Anyway, here's the blurb I wrote last evening before I went to bed....

They say it rains a lot in July in Wales. I think they mean it too. It was raining when I arrived. It was raining when I awoke this morning. It rained through my reading and writing for class this morning. It seemed to have let up a bit at lunch time, so my classmate, Laura, and I decided to walk down to a local tearoom for lunch. The chaplain at St. Deiniols for this month (they rotate much like Chatuakwah [sp?] in New York does), a retired Episcopal priest from Bucks County PA, decided to join us. (Andrew, thanks for buying my lunch today. I still have about L3 left of what you left at the house -- lunch tomorrow, no doubt!) Then Laura and I decided the weather might hold out and we set off on a walk to the castle in the middle of Hawarden (pronounced Harden). It was a lovely walk and the rain did hold off. Unfortunately, it had rained more than 2" in the previous 24 hours and everything was coated with MUD... And, I didn't remember to bring my camera!!

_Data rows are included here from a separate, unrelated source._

use std::collections::{BTreeMap, BTreeSet};

use tracing::debug;

use crate::candidate::Candidate;
use crate::constraints::ConstraintSet;
use crate::optimizer::Objective;
use crate::ranking::ranked_order;

/// Deterministic approximate selection in ranking order.
///
/// Forced candidates are taken first. A candidate whose dependencies are not
/// funded yet is deferred; the ranked list is rescanned while the previous
/// pass accepted anything, so deferred candidates get another chance once
/// their dependencies land. Candidates that would overrun the remaining
/// budget or their period cap are skipped. The caller must check
/// [`ConstraintSet::forced_shortfall`] first.
pub fn greedy_select(
    candidates: &[Candidate],
    constraints: &ConstraintSet,
    objective: Objective,
) -> BTreeSet<String> {
    let mut selected = constraints.forced_ids.clone();
    let mut remaining = constraints.available_budget();
    let mut period_room: BTreeMap<&str, u32> = constraints
        .period_caps
        .iter()
        .map(|cap| (cap.period.as_str(), cap.remaining()))
        .collect();

    let order = ranked_order(
        candidates.iter().filter(|c| !constraints.is_forced(&c.id)),
        objective,
    );

    let mut pass = 0usize;
    loop {
        pass += 1;
        let mut accepted = 0usize;
        for candidate in &order {
            if selected.contains(&candidate.id) {
                continue;
            }
            if !candidate.depends_on.iter().all(|dep| selected.contains(dep)) {
                continue;
            }
            if candidate.cost > remaining {
                continue;
            }
            let room = candidate
                .period
                .as_deref()
                .and_then(|period| period_room.get_mut(period));
            if let Some(room) = room {
                if *room == 0 {
                    continue;
                }
                *room -= 1;
            }
            remaining -= candidate.cost;
            selected.insert(candidate.id.clone());
            accepted += 1;
        }
        if accepted == 0 {
            break;
        }
    }
    debug!(passes = pass, selected = selected.len(), "greedy selection finished");
    selected
}

#[cfg(test)]
mod tests {
    use rust_decimal_macros::dec;

    use super::*;
    use crate::constraints::{build, ConstraintOptions};

    fn ids(selected: &BTreeSet<String>) -> Vec<&str> {
        selected.iter().map(String::as_str).collect()
    }

    #[test]
    fn takes_most_efficient_items_that_fit() {
        let candidates = vec![
            Candidate::new("a", dec!(100), 50.0),
            Candidate::new("b", dec!(200), 90.0),
            Candidate::new("c", dec!(50), 40.0).mandatory(),
        ];
        let set = build(&candidates, dec!(250), &ConstraintOptions::default()).unwrap();
        let selected = greedy_select(&candidates, &set, Objective::Benefit);
        assert_eq!(ids(&selected), vec!["a", "c"]);
    }

    #[test]
    fn defers_until_dependency_is_funded() {
        let candidates = vec![
            Candidate::new("cheap-upgrade", dec!(10), 9.0).depends_on(["base"]),
            Candidate::new("base", dec!(100), 10.0),
        ];
        let set = build(&candidates, dec!(110), &ConstraintOptions::default()).unwrap();
        let selected = greedy_select(&candidates, &set, Objective::Benefit);
        assert_eq!(ids(&selected), vec!["base", "cheap-upgrade"]);
    }

    #[test]
    fn never_funds_dependent_without_its_dependency() {
        let candidates = vec![
            Candidate::new("a", dec!(50), 40.0).depends_on(["b"]),
            Candidate::new("b", dec!(500), 10.0),
        ];
        let set = build(&candidates, dec!(100), &ConstraintOptions::default()).unwrap();
        assert!(greedy_select(&candidates, &set, Objective::Benefit).is_empty());
    }

    #[test]
    fn honours_period_caps_including_forced_items() {
        let candidates = vec![
            Candidate::new("m", dec!(10), 1.0).mandatory().in_period("2026"),
            Candidate::new("x", dec!(10), 9.0).in_period("2026"),
            Candidate::new("y", dec!(10), 8.0).in_period("2026"),
            Candidate::new("z", dec!(10), 7.0).in_period("2027"),
        ];
        let options = ConstraintOptions {
            max_per_period: Some(2),
        };
        let set = build(&candidates, dec!(1000), &options).unwrap();
        let selected = greedy_select(&candidates, &set, Objective::Benefit);
        assert_eq!(ids(&selected), vec!["m", "x", "z"]);
        assert!(set.violations(&candidates, &selected).is_empty());
    }
}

But, the remains of this castle are really just the outer walls and a watch tower for the real castle which is about 2 miles down the road. Where we walked was through a pompous gate (very similar to the cemetery gate in Hinsdale but with HUGE wooden doors) and into a rather large hilly field. The field was full of sheep. And the sheep left lots of "fertilizer" along the path we were walking!! Laura is NY City born and raised and this was quite upsetting to her! But she soon forgot what she was stepping in and over when she saw all those adorable little lambs. And they were indeed cute.
We walked over a hill and down into a valley along an old road that at one time was paved in stones and bricks. It's now quite washed out and muddy. When we got to the watch tower and climbed up the hill to get to it, we discovered it was behind a locked gate and a second wall with signs every where warning "No Trespassing. Motion Detection Cameras in Use." So we respected the signs and walked back down the hill to the path we were walking.
The path is a designated walking path for those who hold "permits." We had such a permit that the Library had given to us. So we were indeed legal. We followed it down the hill and through a wooded area. At the bottom of the hill, in the middle of the woods there was an old stone bridge over what was once the "valleam" or mote around the property. We actually crossed this mote 3 times before we were done, each time on ancient stone bridges. The walk turned out to be just under 3 miles (by my pedometer, anyway). It ran through the north end of the walled property and then back to town along the outside of the wall on a path above the mote. The original estate was a fiefdom dating back more than 1000 years. It was most recently owned by the Gladstone family. W.E. Gladstone was a 4 time Prime Minister of the UK. He was instrumental in the politics of the Baltics prior to WW1 in saving one of the peoples there from extermination (don't ask me which tribe of Eastern Europeans at this late hour of the day!!).
It was W.E. Gladstone that founded this library called St. Deiniol's where I am both staying and studying. In our orientation this afternoon, we were given the history of this place before our first set of lectures. It seems the Sir Gladstone had always felt called to ministry in the Anglican Church but was pressured by family to follow his male ancestors into politics. He was also very fond of reading and by the time he was in his 40's and PM of the UK he had acquired and read over 30,000 books -- primarily on theology, church, and world history. When a friend of his died, he over heard the family discussing what to do with that man's "extensive library" of a couple hundred books. That family chose to donate them to Oxford. Gladstone decided Oxford had enough books without his, London had enough books without his, and poor little Hawarden had no public library. So he and his daughter moved his 30K books to a large "tin barn" on property in the center of the village. He set up the library for anyone with a hunger to learn to do so affordably. In his will, he willed that instead of the state setting up a memorial to him, they build a permanent building for his public library (which by then had grown to over 100K books). His family then matched the funds and built a residence attached to the new library that would serve for residential guests who used the library from other areas. So, the library, still catalogued according to Gladstone's numbering system (which is logical but not universal by any stretch) now sits in the original building plus an annex with 4X as many books on sliding cases (which Gladstone supposedly invented and sold the patent to).
The library itself is beautiful. It was built in the late 1800's (Gladstone would have been 200 years old this year). The exterior is brown stone, three stories high. The interior is all intricately carved wood pillars and roof rafters, with the second floor open to the first through a large balcony over the first floor and all the way around it. The bookshelves are also intricately carved and stand back to back with a third bookcase on the ends. The area is really well lit with natural light through the windows.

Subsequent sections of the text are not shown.